Appeal from Superior Court, New London County; James H. Webb, Judge.

Action by the Mariners' Savings Bank against Giosue Duca Tomasso Di Maggio, Apolonio Serafin, and others to foreclose a mortgage by sale. From a judgment directing the return of a deposit made by defendant Serafin on account of his bid defendant Di Maggio appeals. No error.

Judgment of foreclosure by sale was rendered by the court in this case on March 24, 1922, and a committee appointed to make sale. The judgment filed followed substantially the form provided in the practice book, with the usual provisions for advertisement, return to the court by the committee of his doings, and submission of the proposed deed and payment of proceeds of sale into court. Pursuant to the directions of the judgment the committee sold the mortgaged real property to said Serafin for the sum of $16,000, and received from him a deposit of $1,600 required by the committee as an initial payment, which last-named sum was by the committee paid to the clerk of the court, and was held by the latter until the conclusion of the action and the making of the order of the court which is the subject-matter of the present appeal. Due return was also made of the advertisement and of compliance with the other provisions of the judgment. The report of the committee concludes as follows:

" I make further return that I have notified said Opolonio Serafin that I was prepared to deliver to him, the said Opolonio Serafin, a deed under the order of said superior court, but that said Opolonio Serafin has failed and refuses to make the final payment for said premises.
" I, the said Thomas C. Dillon, as committee as aforesaid, am satisfied that said Opolonio Serafin will be unable to complete said sale."

This report and return was filed in court and accepted June 9 1922.

On the last-named day, upon the application of the plaintiff in the action, the court made an amendment and modification of the judgment of sale reciting the inability of the committee to make sale under the original judgment and ordering a resale of the property by the committee on June 17, 1922. The amount of payment to be required in way of redemption included the original debt, interest and costs, as previously adjudged and also the expense of the prior sale. Sale was made pursuant to the amended judgment to Tomasso Di Maggio, the appellant herein, for $11,500. The latter was a party defendant to the action by virtue of his holding a third mortgage upon the property in question. Serafin, the appellee herein, was also a party to the action by virtue of holding a fourth mortgage on said property.

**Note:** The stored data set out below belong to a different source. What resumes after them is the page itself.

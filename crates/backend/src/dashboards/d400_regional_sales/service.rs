use contracts::dashboards::d400_regional_sales::{
    KpiSummary, MetricCard, RegionSummaryRow, RegionalSalesOptions, RegionalSalesView,
    SalesRecord,
};

use super::charts::{build_bar_chart, build_scatter_chart};
use super::context::DashboardContext;
use super::selection::Selection;
use crate::shared::format::{format_amount, format_decimal};

/// Shown instead of a value that is undefined for the selection
pub const EMPTY_VALUE: &str = "—";

/// Options for the region multi-select
pub fn options(ctx: &DashboardContext) -> RegionalSalesOptions {
    let regions = ctx.dataset.regions();
    RegionalSalesOptions {
        title: ctx.title.clone(),
        default_selection: regions.clone(),
        regions,
    }
}

/// Records whose region is selected, in dataset order
pub fn filter(records: &[SalesRecord], selection: &Selection) -> Vec<SalesRecord> {
    records
        .iter()
        .filter(|r| selection.contains(r.region))
        .copied()
        .collect()
}

/// Sums and the rounded mean; the mean is `None` for no records
pub fn compute_kpis(records: &[SalesRecord]) -> KpiSummary {
    let total_sales: f64 = records.iter().map(|r| r.sales).sum();
    let total_orders: u64 = records.iter().map(|r| r.orders).sum();
    let average_sales = if records.is_empty() {
        None
    } else {
        Some(round2(total_sales / records.len() as f64))
    };

    KpiSummary {
        total_sales,
        total_orders,
        average_sales,
    }
}

/// Group by region in first-appearance order, 1-based index
pub fn summarize_by_region(records: &[SalesRecord]) -> Vec<RegionSummaryRow> {
    // (row, record count)
    let mut groups: Vec<(RegionSummaryRow, usize)> = Vec::new();

    for record in records {
        match groups.iter_mut().find(|(row, _)| row.region == record.region) {
            Some((row, count)) => {
                row.total_sales += record.sales;
                row.orders += record.orders;
                *count += 1;
            }
            None => groups.push((
                RegionSummaryRow {
                    index: groups.len() + 1,
                    region: record.region,
                    total_sales: record.sales,
                    avg_sales: 0.0,
                    orders: record.orders,
                },
                1,
            )),
        }
    }

    groups
        .into_iter()
        .map(|(mut row, count)| {
            row.avg_sales = row.total_sales / count as f64;
            row
        })
        .collect()
}

/// Metric cards in display order: total sales, total orders, average sales
pub fn build_metrics(kpis: &KpiSummary) -> Vec<MetricCard> {
    vec![
        MetricCard {
            id: "total_sales".to_string(),
            label: "💰 Total Sales".to_string(),
            value: Some(kpis.total_sales),
            display: format_amount(kpis.total_sales),
        },
        MetricCard {
            id: "total_orders".to_string(),
            label: "📦 Total Orders".to_string(),
            value: Some(kpis.total_orders as f64),
            display: format_decimal(kpis.total_orders as f64, 0),
        },
        MetricCard {
            id: "avg_sales".to_string(),
            label: "📈 Avg Sales".to_string(),
            value: kpis.average_sales,
            display: kpis
                .average_sales
                .map(|avg| format_decimal(avg, 2))
                .unwrap_or_else(|| EMPTY_VALUE.to_string()),
        },
    ]
}

/// One full render pass: filter, aggregate and build every widget
pub fn render(ctx: &DashboardContext, selection: &Selection) -> RegionalSalesView {
    let region_options = ctx.dataset.regions();
    let records = filter(ctx.dataset.records(), selection);
    let kpis = compute_kpis(&records);

    RegionalSalesView {
        title: ctx.title.clone(),
        selection: region_options
            .iter()
            .copied()
            .filter(|r| selection.contains(*r))
            .collect(),
        metrics: build_metrics(&kpis),
        summary: summarize_by_region(&records),
        sales_chart: build_bar_chart("Sales by Region", "Sales", &records, &region_options, |r| {
            r.sales
        }),
        orders_chart: build_bar_chart(
            "Orders by Region",
            "Orders",
            &records,
            &region_options,
            |r| r.orders as f64,
        ),
        scatter: build_scatter_chart("Sales vs Orders Relationship", &records, &region_options),
        kpis,
        records,
    }
}

fn round2(value: f64) -> f64 {
    (value * 100.0).round() / 100.0
}

#[cfg(test)]
mod tests {
    use super::*;
    use crate::dashboards::d400_regional_sales::repository::Dataset;
    use contracts::enums::Region;

    fn ctx() -> DashboardContext {
        DashboardContext::new("Regional Sales", Dataset::builtin())
    }

    /// Every non-empty subset of the three regions
    fn subsets() -> Vec<Vec<Region>> {
        let all = Region::all();
        (1..(1 << all.len()))
            .map(|mask: usize| {
                all.iter()
                    .enumerate()
                    .filter(|(i, _)| mask & (1 << i) != 0)
                    .map(|(_, r)| *r)
                    .collect()
            })
            .collect()
    }

    #[test]
    fn test_filter_keeps_selected_records_in_order() {
        let dataset = Dataset::builtin();
        for subset in subsets() {
            let selection = Selection::new(subset.clone());
            let filtered = filter(dataset.records(), &selection);
            let expected: Vec<SalesRecord> = dataset
                .records()
                .iter()
                .filter(|r| subset.contains(&r.region))
                .copied()
                .collect();
            assert_eq!(filtered, expected, "subset {:?}", subset);
        }
    }

    #[test]
    fn test_kpis_match_sums_for_every_subset() {
        let dataset = Dataset::builtin();
        for subset in subsets() {
            let filtered = filter(dataset.records(), &Selection::new(subset));
            let kpis = compute_kpis(&filtered);
            let sales: f64 = filtered.iter().map(|r| r.sales).sum();
            let orders: u64 = filtered.iter().map(|r| r.orders).sum();
            assert_eq!(kpis.total_sales, sales);
            assert_eq!(kpis.total_orders, orders);
            assert_eq!(kpis.average_sales, Some(round2(sales / filtered.len() as f64)));
        }
    }

    #[test]
    fn test_summary_matches_per_region_aggregates() {
        let dataset = Dataset::builtin();
        for subset in subsets() {
            let filtered = filter(dataset.records(), &Selection::new(subset.clone()));
            let summary = summarize_by_region(&filtered);
            assert_eq!(summary.len(), subset.len());

            for (i, row) in summary.iter().enumerate() {
                assert_eq!(row.index, i + 1);
                let own: Vec<&SalesRecord> =
                    filtered.iter().filter(|r| r.region == row.region).collect();
                let sales: f64 = own.iter().map(|r| r.sales).sum();
                assert_eq!(row.total_sales, sales);
                assert_eq!(row.avg_sales, sales / own.len() as f64);
                assert_eq!(row.orders, own.iter().map(|r| r.orders).sum::<u64>());
            }
        }
    }

    #[test]
    fn test_default_selection() {
        let ctx = ctx();
        let view = render(&ctx, &Selection::all(&ctx.dataset));

        assert_eq!(view.records.len(), 5);
        assert_eq!(view.kpis.total_sales, 750.0);
        assert_eq!(view.kpis.total_orders, 36);
        assert_eq!(view.kpis.average_sales, Some(150.0));

        let displays: Vec<&str> = view.metrics.iter().map(|m| m.display.as_str()).collect();
        assert_eq!(displays, vec!["750", "36", "150.00"]);

        let regions: Vec<Region> = view.summary.iter().map(|r| r.region).collect();
        assert_eq!(regions, vec![Region::North, Region::South, Region::East]);
        assert_eq!(view.summary[1].total_sales, 330.0);
        assert_eq!(view.summary[1].avg_sales, 165.0);
        assert_eq!(view.summary[1].orders, 15);
    }

    #[test]
    fn test_north_only() {
        let view = render(&ctx(), &Selection::new([Region::North]));

        assert_eq!(
            view.records,
            vec![
                SalesRecord::new(Region::North, 100.0, 5),
                SalesRecord::new(Region::North, 200.0, 10),
            ]
        );
        assert_eq!(view.kpis.total_sales, 300.0);
        assert_eq!(view.kpis.total_orders, 15);
        assert_eq!(view.kpis.average_sales, Some(150.0));
        assert_eq!(
            view.summary,
            vec![RegionSummaryRow {
                index: 1,
                region: Region::North,
                total_sales: 300.0,
                avg_sales: 150.0,
                orders: 15,
            }]
        );
        assert_eq!(view.selection, vec![Region::North]);
    }

    #[test]
    fn test_empty_selection() {
        let view = render(&ctx(), &Selection::default());

        assert!(view.is_empty());
        assert_eq!(view.kpis.total_sales, 0.0);
        assert_eq!(view.kpis.total_orders, 0);
        assert_eq!(view.kpis.average_sales, None);
        assert_eq!(view.metrics[2].value, None);
        assert_eq!(view.metrics[2].display, EMPTY_VALUE);
        assert!(view.summary.is_empty());
        assert!(view.sales_chart.categories.is_empty());
        assert!(view.scatter.points.is_empty());
    }

    #[test]
    fn test_summary_follows_data_order_not_selection_order() {
        let view = render(&ctx(), &Selection::new([Region::East, Region::North]));
        let regions: Vec<Region> = view.summary.iter().map(|r| r.region).collect();
        assert_eq!(regions, vec![Region::North, Region::East]);
        assert_eq!(view.selection, vec![Region::North, Region::East]);
    }

    #[test]
    fn test_average_is_rounded_to_two_decimals() {
        let records = [
            SalesRecord::new(Region::East, 10.0, 1),
            SalesRecord::new(Region::East, 10.0, 1),
            SalesRecord::new(Region::East, 11.0, 1),
        ];
        assert_eq!(compute_kpis(&records).average_sales, Some(10.33));
    }

    #[test]
    fn test_render_is_idempotent() {
        let ctx = ctx();
        let selection = Selection::new([Region::South, Region::East]);
        assert_eq!(render(&ctx, &selection), render(&ctx, &selection));
    }

    #[test]
    fn test_options_default_to_all_regions() {
        let opts = options(&ctx());
        assert_eq!(opts.regions, vec![Region::North, Region::South, Region::East]);
        assert_eq!(opts.default_selection, opts.regions);
        assert_eq!(opts.title, "Regional Sales");
    }
}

Return of sale was made by the committee on June 30, 1922, and on the same day the return was accepted by the court and supplemental judgment rendered confirming the sale and distributing the proceeds. After payment of expenses of sale and all prior claims there was paid over to Di Maggio on account of his third mortgage indebtedness $262.72. The total due him on said mortgage was $4,466.56. The supplemental judgment concludes with the provision that the payments ordered therein " are to be paid without prejudice to the disposition under a petition now pending of the $1,600 paid by Apolonio Serafin to said committee and by said committee brought into this court."

The property described in the judgment of sale consisted of a lot of land in the town of New London. Connected with the description of the lot is a reservation of the use of a grape arbor by the grantor of the mortgagor; also a covenant for the erection by the grantee, his heirs and assigns, of a private residence in the middle of the property at a cost of not less than $12,000, to be not more than 2 1/2 stories high, and " not to be constructed as a two-tenement house, but it is to be built and used as a single private residence, it being expressly agreed that the above is sold on these terms and conditions, and would not be sold on any other terms." It was further stipulated in the deed that any garage erected on the property should not be used to store more than two cars. These covenants and restrictions were to continue in force as long as the grantor in the original deed resided on property adjoining the conveyed lot, or until the adjoining property should be sold.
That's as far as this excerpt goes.